ASWATAMA KANIN (1)

58 views
Aswatama mohon sang ayah Begawan Durna melamarkan Dewi Safanah Ailin Syarifa.

ANAK orang besar tak menjamin jadi orang besar pula. Begitu pula nasib Aswatama putra Pendita Durna dari pertapan Sokalima. Meski bapaknya top sebagai nujum Ngastina atau penasihat spiritual Prabu Duryudana, tapi nasibnya tak begitu jelas. Rumah masih nebeng orangtua, bini belum punya menjelang usia kepala 5. Bisa kerja jadi staf khusus Istana Gajahoya juga karena disesel-seselke oleh Prabu Jokopit nama pendek Prabu Jokopitana.

Bukannya Pendita Durna tak pernah memikirkan nasib sang anak, tapi Aswatama sendiri tak laku di pasaran. Tak ada cewek di seputar Ngastina yang mau diambil menantu oleh Pendita Durna. Tampang Aswatama sih lumayan, tapi karena Pendita Durna sendiri menduda, takut nantinya malah jadi “sasaran” sang mertua.
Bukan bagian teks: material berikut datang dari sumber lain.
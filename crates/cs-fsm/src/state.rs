//! State nodes of the behavior graph and their goal selectors.

use cs_core::{GoalId, SimRng, StateId, Vec2};

use crate::GoalSet;

/// How an agent entering a state picks its goal.
#[derive(Clone, Debug, PartialEq)]
pub enum GoalSelector {
    /// No goal; the agent stands still.
    None,
    /// Always the same goal.
    Fixed(GoalId),
    /// The candidate closest to the agent at entry time.  Ties go to the
    /// earlier candidate.
    Nearest(Vec<GoalId>),
    /// A uniformly random candidate drawn from the simulation RNG.
    Random(Vec<GoalId>),
}

impl GoalSelector {
    pub fn select(&self, position: Vec2, goals: &GoalSet, rng: &mut SimRng) -> Option<GoalId> {
        match self {
            GoalSelector::None => None,
            GoalSelector::Fixed(id) => Some(*id),
            GoalSelector::Nearest(candidates) => {
                let mut best: Option<(GoalId, f32)> = None;
                for &id in candidates {
                    let Some(goal) = goals.get(id) else { continue };
                    let d = goal.shape.distance(position);
                    if best.is_none_or(|(_, bd)| d < bd) {
                        best = Some((id, d));
                    }
                }
                best.map(|(id, _)| id)
            }
            GoalSelector::Random(candidates) => rng.choose(candidates).copied(),
        }
    }
}

/// What preferred velocity a state produces.
#[derive(Copy, Clone, Debug, PartialEq, Eq)]
pub enum VelocityComponent {
    /// Stand still.
    Zero,
    /// Walk toward the nearest point of the assigned goal at preferred speed.
    TowardGoal,
}

/// A node of the behavior graph.
#[derive(Clone, Debug)]
pub struct State {
    pub id:       StateId,
    pub name:     String,
    pub selector: GoalSelector,
    pub velocity: VelocityComponent,
    /// Agents in a final state are done; the run ends when all agents are.
    pub is_final: bool,
}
Soalnya jejak rekam Pendita Durna demikian buruk, berulangkali hendak mengawini putri-putri cantik tapi gagal mulu. Dari Dewi Rukmini, Setyaboma, sampai Srikandi, semuanya batal. Bahkan seekor kuda pun pernah “ditimpa”-nya. Karenanya Pendita Durna dapat stigma, kakek-kakek nggragas.

“Jika kamu kawin sama  Aswatama, nanti perguruan Sokalima Beragama akan diwariskan padanya. Kamu ikut enak, tinggal mamah karo mlumah nduk.” Kata orangtua yang anaknya pernah ditakokke Aswatama.

“Ogah. Saya takut,  pas Aswatama tugas di Stafsus Istana, aku di rumah sendirian, bisa digrumut Pendita Durna yang terkenal celamitan. Jaman sekarang banyak kasus seperti itu,” jawab putrinya.

Sekali waktu Aswatama tertarik pada seorang anggota Paskibraka Ngastina, namanya Dewi Safanah Ailin Syarifa, putri Begawan Jafar Ashidik. Wayangnya cantik, hidung mancung, mata ndamar kanginan (bercahaya), pokoknya mirip Najwa Shihab lah. Sekali ketemu gadis Paskibraka itu, Aswatama langsung theng………ukuran celananya mendadak berubah dari M ke XL.

Mulailah dia mendekati Dewi Safanah Ailin Syarifa tersebut. Dan sepertinya gadis itu memberi lampu hijau, maka Aswatama pun semangkin bersemangat daripada dia punya tekad. Mengingat bapaknya juga seorang begawan, siapa tahu juga kenalan ayahnya, Begawan Durna. Berarti pendekatan lebih mudah, karena sesama begawan kan dilarang saling menyakiti.